I come back to my earlier case as an example. See when the counsel from Country X walked out, he went back to his country and he then started an action in the High Court of Country X and asked for all sorts of orders against the tribunal. Now I told you in the beginning that the place of arbitration was Singapore. So under arbitration law, my tribunal will only be subject to an order of a Singapore Court. If he didn’t like what we were doing he could’ve have gone to a Singapore Court and if the Singapore Court has seen fit to do something to us which it would not have because the Singapore Court is well aware of the principles that I have just said. Once we have jurisdiction, and there was no challenge to our jurisdiction, then good or bad, we do our work to the end unless you challenge us. If you challenge to remove, then fine, somebody will hear that challenge. But other than that, you just have to let the tribunal do its work to the end and if you think that the tribunal has done its work badly and it’s a ground for setting aside, then the court will set it aside. Or the court in Country X will not recognise it under the New York Convention. Because either you set it aside in Singapore because that was the place where the arbitration was heard or if there is no setting aside there and the winner takes the award back to Country X and tries to enforce it, then you can resist enforcement on the same grounds. But this particular party decided to go back to Country X and take out an action in the Supreme Court to make all sorts of orders against the tribunal to stop hearing the case. So that kind of shows you that courts in other countries don’t quite understand what the rules of the game are.
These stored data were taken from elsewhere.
impl RecordStore {
    pub fn open(data_dir: &Path, recent_limit: usize) -> Result<Self> {
        std::fs::create_dir_all(data_dir).ok();
        let db_path = data_dir.join("bidforge.db");
        let conn = Connection::open(db_path)?;
        let store = Self {
            conn: Mutex::new(conn),
            events: ProposalBus::new(),
            recent_limit,
            legacy_path: data_dir.join("legacy_prefs.json"),
            migrated: AtomicBool::new(false),
        };
        store.migrate()?;
        Ok(store)
    }

    fn migrate(&self) -> Result<()> {
        let conn = self.conn.lock().unwrap();
        conn.execute_batch(
            "
            PRAGMA journal_mode=WAL;

            CREATE TABLE IF NOT EXISTS records (
                filename TEXT PRIMARY KEY,
                srs_json TEXT,
                raw_text TEXT,
                ts INTEGER NOT NULL,
                status TEXT,
                proposal_json TEXT,
                pdf_path TEXT
            );
            ",
        )?;
        Ok(())
    }

    /// Bus announcing "proposal saved for file F"; subscribe before
    /// kicking off a generation to observe its completion.
    pub fn proposal_events(&self) -> &ProposalBus {
        &self.events
    }

    // Import the old flat preference cache once per process, before the
    // first regular read or write. Best-effort: a failure here never
    // blocks normal operation.
    fn ensure_migrated(&self) {
        if self.migrated.swap(true, Ordering::SeqCst) {
            return;
        }
        let conn = self.conn.lock().unwrap();
        legacy::migrate_if_needed(&conn, &self.legacy_path);
    }

    // ── Core contract ──

    /// Create the Record if absent, else merge `patch` into it (patch wins
    /// on set fields). `ts` is refreshed to now unless the patch carries an
    /// explicit timestamp. The write is committed before returning, then
    /// the recency limit is enforced.
    pub fn upsert(&self, filename: &str, patch: RecordPatch) -> Result<()> {
        self.ensure_migrated();
        let conn = self.conn.lock().unwrap();
        upsert_locked(&conn, filename, patch)?;
        trim_locked(&conn, self.recent_limit)?;
        Ok(())
    }

    pub fn get(&self, filename: &str) -> Result<Option<Record>> {
        self.ensure_migrated();
        let conn = self.conn.lock().unwrap();
        get_locked(&conn, filename)
    }

    /// Records ordered by last touch, newest first, truncated to `limit`.
    pub fn recent(&self, limit: usize) -> Result<Vec<Record>> {
        self.ensure_migrated();
        let conn = self.conn.lock().unwrap();
        let mut stmt = conn.prepare(
            "SELECT filename, srs_json, raw_text, ts, status, proposal_json, pdf_path
             FROM records ORDER BY ts DESC LIMIT ?1",
        )?;
        let rows = stmt.query_map(params![limit as i64], row_to_record)?;
        rows.collect()
    }

    pub fn all(&self) -> Result<Vec<Record>> {
        self.ensure_migrated();
        let conn = self.conn.lock().unwrap();
        let mut stmt = conn.prepare(
            "SELECT filename, srs_json, raw_text, ts, status, proposal_json, pdf_path
             FROM records ORDER BY ts DESC",
        )?;
        let rows = stmt.query_map([], row_to_record)?;
        rows.collect()
    }

    pub fn delete_by_filename(&self, filename: &str) -> Result<()> {
        let conn = self.conn.lock().unwrap();
        conn.execute("DELETE FROM records WHERE filename = ?1", params![filename])?;
        Ok(())
    }

    // ── Domain operations ──

    /// Touch a filename so it surfaces in the recent list, creating a bare
    /// Record on first sight.
    pub fn add_recent_file(&self, filename: &str) -> Result<()> {
        self.upsert(filename, RecordPatch::default())
    }

    pub fn save_srs_for_file(&self, filename: &str, srs_json: &str) -> Result<()> {
        self.upsert(
            filename,
            RecordPatch {
                srs_json: Some(srs_json.to_string()),
                ..Default::default()
            },
        )
    }

    /// Persist a freshly generated proposal and announce it on the bus.
    /// Any previously rendered PDF belonged to the superseded proposal, so
    /// its path is dropped; rendering happens lazily on save/share.
    pub fn save_proposal_for_file(
        &self,
        filename: &str,
        proposal_json: &str,
        report_html: Option<&str>,
    ) -> Result<()> {
        self.ensure_migrated();
        {
            let conn = self.conn.lock().unwrap();
            let patch = RecordPatch {
                proposal_json: Some(proposal_json.to_string()),
                raw_text: report_html
                    .filter(|h| !h.trim().is_empty())
                    .map(str::to_string),
                ..Default::default()
            };
            upsert_locked(&conn, filename, patch)?;
            conn.execute(
                "UPDATE records SET pdf_path = NULL WHERE filename = ?1",
                params![filename],
            )?;
            trim_locked(&conn, self.recent_limit)?;
        }
        debug!("saved proposal for file={filename} (PDF deferred until save/share)");
        self.events.publish(filename);
        Ok(())
    }

    pub fn save_pdf_path_for_file(&self, filename: &str, pdf_path: &str) -> Result<()> {
        self.ensure_migrated();
        let updated = {
            let conn = self.conn.lock().unwrap();
            conn.execute(
                "UPDATE records SET pdf_path = ?1 WHERE filename = ?2",
                params![pdf_path, filename],
            )?
        };
        if updated > 0 {
            debug!("saved PDF path for file={filename}: {pdf_path}");
        }
        Ok(())
    }

    /// Forget a rendered PDF so the next save/share renders a fresh one.
    pub fn clear_pdf_path_for_file(&self, filename: &str) -> Result<()> {
        let conn = self.conn.lock().unwrap();
        conn.execute(
            "UPDATE records SET pdf_path = NULL WHERE filename = ?1",
            params![filename],
        )?;
        Ok(())
    }

    pub fn get_srs_for_file(&self, filename: &str) -> Result<Option<String>> {
        Ok(self.get(filename)?.and_then(|r| r.srs_json))
    }

    pub fn get_proposal_for_file(&self, filename: &str) -> Result<Option<String>> {
        Ok(self.get(filename)?.and_then(|r| r.proposal_json))
    }

    pub fn get_pdf_path_for_file(&self, filename: &str) -> Result<Option<String>> {
        Ok(self.get(filename)?.and_then(|r| r.pdf_path))
    }
}

fn row_to_record(row: &rusqlite::Row) -> rusqlite::Result<Record> {
    Ok(Record {
        filename: row.get(0)?,
        srs_json: row.get(1)?,
        raw_text: row.get(2)?,
        ts: row.get(3)?,
        status: row.get(4)?,
        proposal_json: row.get(5)?,
        pdf_path: row.get(6)?,
    })
}

fn get_locked(conn: &Connection, filename: &str) -> Result<Option<Record>> {
    conn.query_row(
        "SELECT filename, srs_json, raw_text, ts, status, proposal_json, pdf_path
         FROM records WHERE filename = ?1 LIMIT 1",
        params![filename],
        row_to_record,
    )
    .optional()
}

// Read-modify-write under the caller's connection lock, so concurrent
// upserts for the same filename cannot lose fields.
pub(crate) fn upsert_locked(conn: &Connection, filename: &str, patch: RecordPatch) -> Result<()> {
    let existing = get_locked(conn, filename)?;
    let merged = match existing {
        Some(rec) => Record {
            filename: rec.filename,
            srs_json: patch.srs_json.or(rec.srs_json),
            raw_text: patch.raw_text.or(rec.raw_text),
            ts: patch.ts.unwrap_or_else(now_ms),
            status: patch.status.or(rec.status),
            proposal_json: patch.proposal_json.or(rec.proposal_json),
            pdf_path: patch.pdf_path.or(rec.pdf_path),
        },
        None => Record {
            filename: filename.to_string(),
            srs_json: patch.srs_json,
            raw_text: patch.raw_text,
            ts: patch.ts.unwrap_or_else(now_ms),
            status: patch.status,
            proposal_json: patch.proposal_json,
            pdf_path: patch.pdf_path,
        },
    };
    conn.execute(
        "INSERT OR REPLACE INTO records
         (filename, srs_json, raw_text, ts, status, proposal_json, pdf_path)
         VALUES (?1, ?2, ?3, ?4, ?5, ?6, ?7)",
        params![
            merged.filename,
            merged.srs_json,
            merged.raw_text,
            merged.ts,
            merged.status,
            merged.proposal_json,
            merged.pdf_path
        ],
    )?;
    Ok(())
}

// Drop everything beyond the recency limit, oldest first.
fn trim_locked(conn: &Connection, limit: usize) -> Result<()> {
    let mut stmt = conn.prepare("SELECT filename FROM records ORDER BY ts DESC LIMIT ?1")?;
    let names: Vec<String> = stmt
        .query_map(params![TRIM_SCAN_WINDOW as i64], |row| row.get(0))?
        .collect::<Result<_>>()?;
    for name in names.iter().skip(limit) {
        conn.execute("DELETE FROM records WHERE filename = ?1", params![name])?;
    }
    Ok(())
}
use log::debug;
use std::path::{Path, PathBuf};
use std::process::Command;
use thiserror::Error;

#[derive(Debug, Error)]
pub enum RenderError {
    #[error("io error: {0}")]
    Io(#[from] std::io::Error),
    #[error("renderer exited with {status}: {stderr}")]
    Failed { status: String, stderr: String },
    #[error("renderer reported success but produced no output file")]
    NoOutput,
}

/// External HTML-to-PDF collaborator. How the drawing happens (headless
/// browser, print pipeline) is the implementation's business; the
/// materializer only relies on the output file existing after a
/// successful call.
pub trait HtmlRenderer: Send + Sync {
    fn render(&self, html: &str, output: &Path) -> Result<PathBuf, RenderError>;
}

/// Renders by handing the HTML to an external command invoked as
/// `<command> <input.html> <output.pdf>` (wkhtmltopdf-compatible).
pub struct CommandRenderer {
    command: String,
}

impl CommandRenderer {
    pub fn new(command: impl Into<String>) -> Self {
        Self {
            command: command.into(),
        }
    }
}

impl HtmlRenderer for CommandRenderer {
    fn render(&self, html: &str, output: &Path) -> Result<PathBuf, RenderError> {
        let input = std::env::temp_dir().join(format!("bidforge-{}.html", uuid::Uuid::new_v4()));
        std::fs::write(&input, html)?;
        debug!(
            "rendering {} bytes of HTML via {} to {}",
            html.len(),
            self.command,
            output.display()
        );
        let result = Command::new(&self.command)
            .arg(&input)
            .arg(output)
            .output();
        let _ = std::fs::remove_file(&input);
        let out = result?;
        if !out.status.success() {
            return Err(RenderError::Failed {
                status: out.status.to_string(),
                stderr: String::from_utf8_lossy(&out.stderr).into_owned(),
            });
        }
        if !output.exists() {
            return Err(RenderError::NoOutput);
        }
        Ok(output.to_path_buf())
    }
}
Q: How was the issue resolved then?

The case is still going on in the courts of Country X. I was just told that…

Q: You said that the tribunal has no teeth and the courts may have to assist. I understand that enforcement of awards may be a difficulty… Is that a real problem?

Not in the majority of cases. The majority of the cases are where the parties have contractual disputes and there is usually a claim for money and there’s just an issue to be decided: who is right and who is wrong. And people would wait for the result of that. Interim measures are only necessary where somebody tries to change the status quo of the subject matter of the dispute halfway through the arbitration. Then panic buttons get pressed. Because one party says that there is no point in me going on with this arbitration if what I am claiming is no longer there at the end of the arbitration because he has taken it away or he has destroyed it or he has converted it into something else. Suppose there is a dispute about who is entitled to a piece of land. As you may know, as between vendor and purchaser, a purchaser who has signed a contract for the sale of land is entitled to insist on specific performance, which means that he is entitled to say that I want this particular piece of land. And if halfway through the case if before the end of the case, the seller who disputes that he is liable, because he thinks that the contract has been broken or has been terminated and then he tries to re-sell it to somebody else, then the buyer is very likely to want an injunction to stop that from happening until after the case is decided and we know who is right and who is wrong. Then he will be asking for an interim injunction. From somebody. He can either ask it from the tribunal. Then the question is whether or not the tribunal’s order will be obeyed by the other party. And if the buyer thinks that the seller will not obey the order of the tribunal or simply says that I will sell first and argue with you later. And if you want you can sue me for damages but as far as I am concerned I am going to sell the land tomorrow. Then the buyer may need to get some kind of an order that will physically restrain the seller from doing what he threatens to do rather than punishing him after the act has been done. And that in most cases can only be done in a court. Because the court can say that I order specific performance or I grant an interim injunction to say that you cannot transfer this property while this case is going on. And if you do violate this order you go to jail. The tribunal can’t say that.

Q: What advice do you have for law students and young lawyers who aspire to specialise in arbitration? For instance, how long should one practice as counsel before moving on to serve as an arbitrator?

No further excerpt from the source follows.